Assistive wheelchairs are an invaluable tool in assisting people with movement difficulties in gaining back some semblance of mobility in their lives. However, one problem encountered by wheelchair users is the difficulty they face in navigating through dense crowds. Autonomous assistive wheelchairs aim to solve this problem by offloading the navigation decisions from the user to a computer, however current state-of-the-art local planner algorithms like the Dynamic Window Approach (DWA) or Timed-Elastic Band (TEB) algorithm often meet with the freezing robot problem when attempting to navigate in a dense crowd. In recent years, new algorithms based on deep reinforcement learning have shown promise in providing safe and efficient navigation through crowded spaces. A notable example is the Collision Avoidance with Deep Reinforcement Learning (CADRL) algorithm as its authors have demonstrated the algorithm in a real-world setting. What is missing is a way to compare the performance of these algorithms against one another to determine if these new algorithms have the potential to replace the current state-of-the-art. Thus, this report presents an evaluation system that quantifies the navigation performance of different local planner algorithms in a dense crowd.
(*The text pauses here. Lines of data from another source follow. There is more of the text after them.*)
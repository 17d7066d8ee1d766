pub mod commands;

use std::io;
use std::path::PathBuf;
use std::process::ExitCode;

use ano_core::config::{AppConfig, ConfigOverrides, LoadOptions, LogFormat};
use ano_core::environment::EnvironmentTier;
use clap::{Parser, Subcommand};
use tracing::Level;

use crate::commands::run::RunArgs;
use crate::commands::{CommandResult, EXIT_CONFIG_INVALID};

#[derive(Debug, Parser)]
#[command(
    name = "ano",
    about = "ANO agent orchestration CLI",
    long_about = "Run policy-gated agent pipelines, inspect the agent catalog and gates, and chat with a single agent.",
    after_help = "Examples:\n  ano run --topic \"Grant readiness\"\n  ano agents --team engineering\n  ano gates --tier production\n  ano chat --agent chat-advisor"
)]
pub struct Cli {
    #[arg(long, global = true, help = "Path to a TOML config file (default: ano.toml, config/ano.toml)")]
    config: Option<PathBuf>,

    #[arg(long, global = true, help = "Override the environment tier (development|test|production)")]
    tier: Option<EnvironmentTier>,

    #[command(subcommand)]
    command: Command,
}

#[derive(Debug, Subcommand)]
enum Command {
    #[command(about = "Run the research-review demo pipeline and print the result as JSON")]
    Run {
        #[arg(long, help = "Topic handed to every stage")]
        topic: Option<String>,
        #[arg(long, help = "Organization name for the agent context")]
        org: Option<String>,
        #[arg(long, help = "JSON object merged into the initial input (gate evidence)")]
        input: Option<PathBuf>,
    },
    #[command(about = "List registered agents, optionally filtered by team or capability")]
    Agents {
        #[arg(long)]
        team: Option<String>,
        #[arg(long)]
        capability: Option<String>,
    },
    #[command(about = "Show every policy gate and whether the tier enforces it")]
    Gates,
    #[command(about = "Inspect effective configuration values with source attribution")]
    Config,
    #[command(about = "Interactive line REPL with one agent")]
    Chat {
        #[arg(long, default_value = "chat-advisor")]
        agent: String,
    },
}

pub fn run() -> ExitCode {
    let cli = Cli::parse();

    let options = LoadOptions {
        config_path: cli.config.clone(),
        require_file: cli.config.is_some(),
        overrides: ConfigOverrides { environment: cli.tier, ..ConfigOverrides::default() },
    };
    let config = match AppConfig::load(options) {
        Ok(config) => config,
        Err(error) => {
            let result = CommandResult::failure(
                "config",
                "config_validation",
                error.to_string(),
                EXIT_CONFIG_INVALID,
            );
            println!("{}", result.output);
            return ExitCode::from(result.exit_code);
        }
    };
    init_logging(&config);

    let runtime = match tokio::runtime::Builder::new_multi_thread().enable_all().build() {
        Ok(runtime) => runtime,
        Err(error) => {
            let result = CommandResult::failure("runtime", "io", error.to_string(), commands::EXIT_IO);
            println!("{}", result.output);
            return ExitCode::from(result.exit_code);
        }
    };

    let result = match cli.command {
        Command::Run { topic, org, input } => {
            let defaults = RunArgs::default();
            let args = RunArgs {
                topic: topic.unwrap_or(defaults.topic),
                org_name: org.unwrap_or(defaults.org_name),
                org_type: defaults.org_type,
                input_file: input,
            };
            runtime.block_on(commands::run::run(&config, &args))
        }
        Command::Agents { team, capability } => {
            commands::agents::run(&config, team.as_deref(), capability.as_deref())
        }
        Command::Gates => commands::gates::run(&config),
        Command::Config => commands::config::run(&config, cli.config.as_deref()),
        Command::Chat { agent } => {
            let stdin = io::stdin();
            runtime.block_on(commands::chat::run(&config, &agent, stdin.lock(), io::stdout()))
        }
    };

    println!("{}", result.output);
    ExitCode::from(result.exit_code)
}

/// Installs the global subscriber. Logs go to stderr so stdout stays JSON.
fn init_logging(config: &AppConfig) {
    let log_level = config.logging.level.parse::<Level>().unwrap_or(Level::INFO);
    let builder = tracing_subscriber::fmt()
        .with_target(false)
        .with_max_level(log_level)
        .with_writer(io::stderr);

    match config.logging.format {
        LogFormat::Compact => builder.compact().init(),
        LogFormat::Pretty => builder.pretty().init(),
        LogFormat::Json => builder.json().init(),
    }
}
This evaluation system consists of four modules, namely a dense crowd simulator, a data collection module, a data processing module, and a data visualization module. The system was used to evaluate the performance of 3 algorithms (DWA, TEB, and CADRL) as well as 5 human participants. This evaluation system revealed that CADRL refused to navigate through the dense crowd, instead opting to navigate around it. Additionally, comparing the current algorithms, TEB performed 2 better than DWA in this particular dense crowd scenario. Lastly, the human participants performed similar or better in general than all three algorithms.